Quizás el amor más famoso de Felipe IV fue el que tuvo con la Calderona, una actriz, hija natural de don Pedro Calderón de la Barca, que comienza su carrera en el Corral de la Cruz de Madrid cuando sólo tenía dieciséis años y fue vista por el rey, que había ido allí de incógnito, y debido, más que a su belleza a su voz cálida y sugestiva y a su gracia en los movimientos, se enamoró de ella y esa misma noche la hizo suya y mantuvo con ella una de sus relaciones extramatrimoniales más duraderas. De la magnitud del amor que llegó a profesar Felipe IV a la Calderona, nos habla lo que cuenta Bertaut sobre las dificultades materiales que existieron para consumar y mantener las relaciones sexuales: debido al tamaño de la imperial verga y al vigor que presentaba en aquella época de juventud, no podía consumar el acto con ella sin producirla un gran dolor; por ello estaba desesperado y fue a consultar con el médico cirujano que tras la exploración de la joven, encontró un obstáculo que tuvo que retirar con una operación quirúrgica, después de esto, todo fue estupendamente con gran contento del rey y de la Calderona.
Todo eran dimes y diretes entre las gentes de Madrid y de la Corte, todo eran anécdotas más o menos picantes de todo lo relacionado con esta relación, incluso hubo una que decía que el rey no había sido el primero en gozar de los favores de la Calderona, que el duque de Medina de las Torres era quien había tenido este privilegio ya que, de nuevo según la condesa d´Aulnoy, la Calderona estaba enamorada de este duque y al verse solicitada por el rey ésta le pidió ayuda al duque, que temiendo perder el favor del rey, la dijo que no podía hacer nada.

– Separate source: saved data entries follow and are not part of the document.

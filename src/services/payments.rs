use std::sync::Arc;

use anyhow::Context;
use async_trait::async_trait;
use base64::Engine;
use hmac::{Hmac, Mac};
use rust_decimal::prelude::ToPrimitive;
use rust_decimal::Decimal;
use serde::{Deserialize, Serialize};
use sha1::Sha1;

use crate::errors::{AppError, AppResult};
use crate::models::{Booking, BookingStatus, PaymentMethod, PaymentStatus};
use crate::services::pricing::round_money;
use crate::services::store::BookingStore;

#[derive(Debug, Clone, Copy, Serialize, Deserialize, PartialEq, Eq)]
#[serde(rename_all = "lowercase")]
pub enum GatewayStatus {
    Initiated,
    Paid,
    Failed,
    Refunded,
    #[serde(other)]
    Unknown,
}

#[derive(Debug, Clone, Serialize, Deserialize, PartialEq)]
pub struct GatewayPayment {
    pub id: String,
    pub status: GatewayStatus,
}

/// External payment processor. Amounts are in minor units (halalas for SAR).
#[async_trait]
pub trait PaymentGateway: Send + Sync {
    async fn create_payment(
        &self,
        amount_minor: i64,
        currency: &str,
        metadata: serde_json::Value,
    ) -> anyhow::Result<GatewayPayment>;

    async fn verify_payment(&self, id: &str) -> anyhow::Result<GatewayPayment>;

    async fn refund(&self, id: &str, amount_minor: i64) -> anyhow::Result<GatewayPayment>;
}

pub struct HttpPaymentGateway {
    base_url: String,
    api_key: String,
    client: reqwest::Client,
}

impl HttpPaymentGateway {
    pub fn new(base_url: String, api_key: String) -> Self {
        Self {
            base_url: base_url.trim_end_matches('/').to_string(),
            api_key,
            client: reqwest::Client::new(),
        }
    }

    async fn read_payment(resp: reqwest::Response) -> anyhow::Result<GatewayPayment> {
        let status = resp.status();
        let data: serde_json::Value = resp
            .json()
            .await
            .context("failed to parse payment gateway response")?;

        if !status.is_success() {
            anyhow::bail!("payment gateway error ({}): {}", status, data);
        }

        serde_json::from_value(data).context("unexpected payment gateway response")
    }
}

#[async_trait]
impl PaymentGateway for HttpPaymentGateway {
    async fn create_payment(
        &self,
        amount_minor: i64,
        currency: &str,
        metadata: serde_json::Value,
    ) -> anyhow::Result<GatewayPayment> {
        let resp = self
            .client
            .post(format!("{}/payments", self.base_url))
            .basic_auth(&self.api_key, None::<&str>)
            .json(&serde_json::json!({
                "amount": amount_minor,
                "currency": currency,
                "metadata": metadata,
            }))
            .send()
            .await
            .context("failed to call payment gateway")?;

        Self::read_payment(resp).await
    }

    async fn verify_payment(&self, id: &str) -> anyhow::Result<GatewayPayment> {
        let resp = self
            .client
            .get(format!("{}/payments/{id}", self.base_url))
            .basic_auth(&self.api_key, None::<&str>)
            .send()
            .await
            .context("failed to call payment gateway")?;

        Self::read_payment(resp).await
    }

    async fn refund(&self, id: &str, amount_minor: i64) -> anyhow::Result<GatewayPayment> {
        let resp = self
            .client
            .post(format!("{}/payments/{id}/refund", self.base_url))
            .basic_auth(&self.api_key, None::<&str>)
            .json(&serde_json::json!({ "amount": amount_minor }))
            .send()
            .await
            .context("failed to call payment gateway")?;

        Self::read_payment(resp).await
    }
}

/// Outcome of a payment reported by the gateway's webhook.
#[derive(Debug, Clone)]
pub struct PaymentEvent {
    pub booking_id: String,
    pub payment_id: String,
    pub status: GatewayStatus,
    pub amount_minor: Option<i64>,
}

pub fn to_minor_units(amount: Decimal) -> AppResult<i64> {
    (round_money(amount) * Decimal::ONE_HUNDRED)
        .to_i64()
        .ok_or_else(|| AppError::InvalidRequest(format!("amount out of range: {amount}")))
}

pub fn from_minor_units(minor: i64) -> Decimal {
    round_money(Decimal::new(minor, 2))
}

/// Check a base64 HMAC-SHA1 of the raw request body.
pub fn verify_webhook_signature(secret: &str, body: &[u8], signature: &str) -> bool {
    let Ok(expected) = base64::engine::general_purpose::STANDARD.decode(signature.trim()) else {
        return false;
    };
    let mut mac = match Hmac::<Sha1>::new_from_slice(secret.as_bytes()) {
        Ok(m) => m,
        Err(_) => return false,
    };
    mac.update(body);
    mac.verify_slice(&expected).is_ok()
}

pub fn sign_webhook_body(secret: &str, body: &[u8]) -> AppResult<String> {
    let mut mac = Hmac::<Sha1>::new_from_slice(secret.as_bytes())
        .map_err(|e| AppError::InvalidRequest(e.to_string()))?;
    mac.update(body);
    Ok(base64::engine::general_purpose::STANDARD.encode(mac.finalize().into_bytes()))
}

fn now() -> chrono::NaiveDateTime {
    chrono::Utc::now().naive_utc()
}

/// Records payment results on bookings. The gateway does the money movement; this only keeps
/// the booking's payment sub-record in step with it.
pub struct PaymentService {
    gateway: Arc<dyn PaymentGateway>,
    bookings: Arc<dyn BookingStore>,
}

impl PaymentService {
    pub fn new(gateway: Arc<dyn PaymentGateway>, bookings: Arc<dyn BookingStore>) -> Self {
        Self { gateway, bookings }
    }

    async fn load(&self, booking_id: &str) -> AppResult<Booking> {
        self.bookings
            .get_booking(booking_id)
            .await?
            .ok_or_else(|| AppError::BookingNotFound(booking_id.to_string()))
    }

    pub async fn start_payment(&self, booking_id: &str, method: PaymentMethod) -> AppResult<Booking> {
        let booking = self.load(booking_id).await?;
        if booking.payment.status == PaymentStatus::Paid {
            return Err(AppError::InvalidRequest(format!(
                "booking {} is already paid",
                booking.booking_number
            )));
        }
        if !booking.status.is_active() {
            return Err(AppError::InvalidRequest(format!(
                "booking {} is {} and cannot be paid",
                booking.booking_number, booking.status
            )));
        }

        let amount_minor = to_minor_units(booking.pricing.total_amount)?;
        let payment = self
            .gateway
            .create_payment(
                amount_minor,
                &booking.pricing.currency,
                serde_json::json!({
                    "booking_id": booking.id,
                    "booking_number": booking.booking_number,
                }),
            )
            .await
            .map_err(|e| {
                tracing::warn!(booking_id, error = %e, "payment creation failed");
                AppError::Payment(format!("{e:#}"))
            })?;

        let transaction_id = payment.id.clone();
        let booking = self
            .bookings
            .modify_booking(
                booking_id,
                Box::new(move |b| {
                    b.payment.method = Some(method);
                    b.payment.transaction_id = Some(transaction_id);
                    b.payment.status = match payment.status {
                        GatewayStatus::Failed => PaymentStatus::Failed,
                        _ => PaymentStatus::Pending,
                    };
                    b.updated_at = now();
                    Ok(())
                }),
            )
            .await?;

        tracing::info!(
            booking_id,
            transaction_id = ?booking.payment.transaction_id,
            amount_minor,
            "payment started"
        );
        Ok(booking)
    }

    /// Apply a webhook result. The booking must carry the reported payment id as its
    /// transaction id; anything else is treated as not found. Events arriving after the payment
    /// settled (a repeated `paid`, a late `failed`, anything after a refund) change nothing.
    pub async fn apply_payment_event(&self, event: PaymentEvent) -> AppResult<Booking> {
        let PaymentEvent {
            booking_id,
            payment_id,
            status,
            amount_minor,
        } = event;

        let expected = payment_id.clone();
        let missing = booking_id.clone();
        let booking = self
            .bookings
            .modify_booking(
                &booking_id,
                Box::new(move |b| {
                    if b.payment.transaction_id.as_deref() != Some(expected.as_str()) {
                        return Err(AppError::BookingNotFound(format!(
                            "{missing} with payment {expected}"
                        )));
                    }
                    if is_stale(b.payment.status, status) {
                        tracing::info!(
                            booking_id = %b.id,
                            payment_status = b.payment.status.as_str(),
                            event = ?status,
                            "ignoring payment event for a settled payment"
                        );
                        return Ok(());
                    }
                    let at = now();
                    match status {
                        GatewayStatus::Paid => {
                            b.payment.status = PaymentStatus::Paid;
                            b.payment.paid_amount = amount_minor
                                .map(from_minor_units)
                                .unwrap_or(b.pricing.total_amount);
                            b.payment.paid_at = Some(at);
                            if b.status == BookingStatus::Pending {
                                b.transition(
                                    BookingStatus::Confirmed,
                                    "system",
                                    Some("payment confirmed".to_string()),
                                    at,
                                )?;
                            }
                        }
                        GatewayStatus::Failed => b.payment.status = PaymentStatus::Failed,
                        _ => {}
                    }
                    b.updated_at = at;
                    Ok(())
                }),
            )
            .await?;

        tracing::info!(
            booking_id = %booking.id,
            payment_id = %payment_id,
            payment_status = booking.payment.status.as_str(),
            "payment event applied"
        );
        Ok(booking)
    }

    pub async fn verify_payment(&self, booking_id: &str) -> AppResult<GatewayPayment> {
        let booking = self.load(booking_id).await?;
        let transaction_id = booking.payment.transaction_id.ok_or_else(|| {
            AppError::InvalidRequest(format!("no payment started for booking {booking_id}"))
        })?;

        self.gateway
            .verify_payment(&transaction_id)
            .await
            .map_err(|e| {
                tracing::warn!(booking_id, error = %e, "payment verification failed");
                AppError::Payment(format!("{e:#}"))
            })
    }

    /// Refund a paid booking, fully by default.
    pub async fn refund_payment(
        &self,
        booking_id: &str,
        amount: Option<Decimal>,
        reason: Option<String>,
    ) -> AppResult<Booking> {
        let booking = self.load(booking_id).await?;
        if booking.payment.status != PaymentStatus::Paid {
            return Err(AppError::InvalidRequest(format!(
                "booking {} has not been paid",
                booking.booking_number
            )));
        }
        let paid = booking.payment.paid_amount;
        let amount = round_money(amount.unwrap_or(paid));
        if amount <= Decimal::ZERO || amount > paid {
            return Err(AppError::InvalidRequest(format!(
                "refund must be between 0 and {paid}, got {amount}"
            )));
        }
        let transaction_id = booking.payment.transaction_id.clone().ok_or_else(|| {
            AppError::InvalidRequest(format!("booking {booking_id} has no transaction"))
        })?;

        self.gateway
            .refund(&transaction_id, to_minor_units(amount)?)
            .await
            .map_err(|e| {
                tracing::warn!(booking_id, error = %e, "refund failed");
                AppError::Payment(format!("{e:#}"))
            })?;

        let booking = self
            .bookings
            .modify_booking(
                booking_id,
                Box::new(move |b| {
                    let at = now();
                    b.payment.status = PaymentStatus::Refunded;
                    b.payment.refund_amount = amount;
                    b.payment.refund_reason = reason;
                    b.payment.refunded_at = Some(at);
                    b.updated_at = at;
                    Ok(())
                }),
            )
            .await?;

        tracing::info!(booking_id, refund = %amount, "payment refunded");
        Ok(booking)
    }
}

/// Whether a gateway event would move a payment backwards.
fn is_stale(current: PaymentStatus, event: GatewayStatus) -> bool {
    matches!(event, GatewayStatus::Paid | GatewayStatus::Failed)
        && matches!(current, PaymentStatus::Paid | PaymentStatus::Refunded)
}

Al final la Calderona tuvo una extensa relación con el rey mientras mantenía a escondidas sus amores con el duque. Cuenta la condesa d¨Aulnoy que en una ocasión el rey estaba entregado a las más ardientes caricias amorosas, propias de dos amantes, cuando llamaron a la puerta; la Calderona, sospechando que era el duque de Medina de las Torres y pensando que no convenía que el monarca fuera sorprendido en su aposento en aquel estado, y qué fácil es imaginar cómo estaría, hizo meterse al rey en un armario desde el que se vio obligado a asistir a la escena que el duque y la Calderona representaron ante él que, naturalmente, era la misma que poco antes había estado representando él mismo. El rey pensó en matar al duque pero se interpuso la mujer diciéndole que se vengara en ella si se creía tan ofendido, con lo que logró el perdón de la vida del duque pero no pudo evitar su destierro, muy lejos de la corte y de la Calderona. Según se cuenta, nunca más la Calderona volvió a tener otro amante a pesar de que no le faltaron ocasiones y proposiciones, pero fue blanco de todo tipo de maledicencias y calumnias llegando a circular por Madrid un epigrama que comenzaba:
Un fraile y una corona
Un duque y un cartelista
Anduvieron en la lista
De la bella Calderona.
Cuando la Calderona tiene a su hijo, las malas lenguas dijeron que el niño era clavado al duque, pero el rey siempre creyó que era hijo suyo y como tal le trató, le educó y le quiso. Se llamó este hijo Don Juan José de Austria y fue el único de la larga lista de hijos bastardos reales que recibió de su padre un reconocimiento público (lo que provocó la indignación de Isabel, olvidando quizás que su padre Enrique IV había reconocido a once bastardos reales). Tras tener al hijo, la Calderona le pidió al rey que la apartara de aquella vida de pecado y le permitiera retirarse a un convento para así dedicarse a arrepentirse de sus pecados y a conseguir la gracia de Dios.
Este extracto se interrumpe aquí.